So much for what history is.

Now for its motive: and that is a more serious business. Why do men write history? Why has society always attempted some such establishment of the past? It is because the life of man is communal and organic; because we are what we are on account of what came before; because the past is paternal and therefore creative creative in a much truer sense than Bergson with his confusion of metaphor and statement pretends Time to be.

It is because the Past has in a sense Authority, being very truly an Author. that history should exist, or rather that we have a crying need for it in human society.

That need shows itself in all sorts of ways, distorted and regular.
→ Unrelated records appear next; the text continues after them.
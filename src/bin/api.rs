use roi_narrative_service::{
    api::start_server,
    config::AppConfig,
    llm::OpenAiClient,
    narrative::NarrativeService,
};
use std::sync::Arc;
use tracing::info;
use tracing_subscriber::EnvFilter;

#[tokio::main]
async fn main() -> Result<(), Box<dyn std::error::Error>> {
    // Initialize tracing
    tracing_subscriber::fmt()
        .with_env_filter(
            EnvFilter::try_from_default_env().unwrap_or_else(|_| EnvFilter::new("info")),
        )
        .init();

    // Load .env + environment once
    let config = Arc::new(AppConfig::from_env()?);

    info!("ROI Narrative Service - API Server");
    info!("Port: {}", config.port);
    info!("Model: {}", config.model);

    let client = OpenAiClient::new(&config)?;
    let narratives = Arc::new(NarrativeService::new(Arc::new(client)));

    info!("Narrative service initialized");
    info!("Starting API server...");

    start_server(config, narratives).await?;

    Ok(())
}
//! REST API server for the ROI narrative service
//!
//! Exposes the calculator + narrative pipeline via HTTP endpoints
//! and serves the static front-end when one is present.

use axum::{
    extract::{rejection::JsonRejection, State},
    http::StatusCode,
    routing::{get, post},
    Json, Router,
};
use serde::Serialize;
use serde_json::Value;
use std::path::Path;
use std::sync::Arc;
use std::time::Instant;
use tower_http::{cors::CorsLayer, services::ServeDir, trace::TraceLayer};
use tracing::{error, info, warn};
use uuid::Uuid;

use crate::calculator::compute_financials;
use crate::config::AppConfig;
use crate::error::RoiError;
use crate::models::{FinancialProjection, NarrativeOutput, RequestInput};
use crate::narrative::NarrativeService;

/// =============================
/// Response Models
/// =============================

#[derive(Debug, Serialize)]
pub struct GenerateResponse {
    pub ok: bool,
    pub model: String,
    pub latency_ms: u64,
    pub financials: FinancialProjection,
    pub output: NarrativeOutput,
}

#[derive(Debug, Serialize)]
pub struct ErrorResponse {
    pub ok: bool,
    pub error: String,
    pub message: String,
}

impl ErrorResponse {
    pub fn from_error(err: &RoiError) -> Self {
        Self {
            ok: false,
            error: err.error_code().to_string(),
            message: err.to_string(),
        }
    }
}

type ApiResult<T> = std::result::Result<Json<T>, (StatusCode, Json<ErrorResponse>)>;

fn reject(err: RoiError) -> (StatusCode, Json<ErrorResponse>) {
    (err.status_code(), Json(ErrorResponse::from_error(&err)))
}

/// =============================
/// API State
/// =============================

#[derive(Clone)]
pub struct ApiState {
    pub narratives: Arc<NarrativeService>,
}

/// =============================
/// Health Endpoint
/// =============================

async fn health() -> Json<Value> {
    Json(serde_json::json!({ "ok": true }))
}

/// =============================
/// Generate Endpoint
/// =============================

async fn generate(
    State(state): State<ApiState>,
    body: std::result::Result<Json<Value>, JsonRejection>,
) -> ApiResult<GenerateResponse> {
    let request_id = Uuid::new_v4();

    let Json(body) = body.map_err(|rejection| {
        warn!(%request_id, "Rejected request body: {}", rejection.body_text());
        reject(RoiError::InvalidInput(rejection.body_text()))
    })?;

    let input = RequestInput::from_value(&body).map_err(|e| {
        warn!(%request_id, "Invalid request: {}", e);
        reject(e)
    })?;

    info!(
        %request_id,
        customer = %input.customer_name,
        specialty = %input.specialty,
        audiences = input.audiences.len(),
        "Received ROI narrative request"
    );

    let financials = compute_financials(&input);

    let started = Instant::now();
    let output = state
        .narratives
        .build_and_normalize(&input, &financials)
        .await
        .map_err(|e| {
            error!(%request_id, "Narrative generation failed: {}", e);
            reject(e)
        })?;
    let latency_ms = started.elapsed().as_millis() as u64;

    info!(%request_id, latency_ms, "ROI narrative request completed");

    Ok(Json(GenerateResponse {
        ok: true,
        model: state.narratives.model().to_string(),
        latency_ms,
        financials,
        output,
    }))
}

/// =============================
/// Router
/// =============================

pub fn create_router(config: Arc<AppConfig>, narratives: Arc<NarrativeService>) -> Router {
    let static_dir = config.static_dir.clone();
    let state = ApiState { narratives };

    let router = Router::new()
        .route("/health", get(health))
        .route("/api/generate", post(generate))
        .with_state(state);

    let router = if Path::new(&static_dir).is_dir() {
        router.fallback_service(ServeDir::new(static_dir))
    } else {
        router
    };

    router
        .layer(TraceLayer::new_for_http())
        .layer(CorsLayer::permissive())
}

/// =============================
/// Server Startup
/// =============================

pub async fn start_server(
    config: Arc<AppConfig>,
    narratives: Arc<NarrativeService>,
) -> crate::Result<()> {
    let port = config.port;
    let router = create_router(config, narratives);

    let listener = tokio::net::TcpListener::bind(format!("0.0.0.0:{}", port)).await?;

    info!("API Server listening on http://0.0.0.0:{}", port);
    info!("Local: http://127.0.0.1:{}", port);

    axum::serve(listener, router).await?;

    Ok(())
}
It shows itself when men appeal to the origins of an institution in order to test its nature. It shows itself when they play the game of etymology and seek, through the descent of mere dead words, to grope at the descent of living ideas. It shows itself in the passion and quarrels that arise upon things apparently so vain as a disputed date or a doubtful inscription. It shows itself in the reverent affection which the scholar feels for his "period"; and it shows itself in the simple and beautiful eagerness of the crowd for some knowledge of the soil and the roots of its own life: there is no type of public lecture or teaching which will so hold a great popular audience as an historical description of the origin of some evil or some good which they suffer or enjoy.

It is easily perceived in all human effort that man must satisfy this craving for a knowledge of the past. It may be properly pretended that he first wrote and sculptured with the intention of preserving a record.

That

great human exhalation uncorrected and spontaneous, which we call legend, is the best proof of all that human society must remember things beyond the stretch of one life, if it is to remain social, that is, if man is to be man at all.

There is a negative way of determining this preliminary to our subject. What happens to a society whose history is neglected?

What happens to a society whose history is false?

A society whose history is neglected grows weak.

A society whose history is false becomes diseased.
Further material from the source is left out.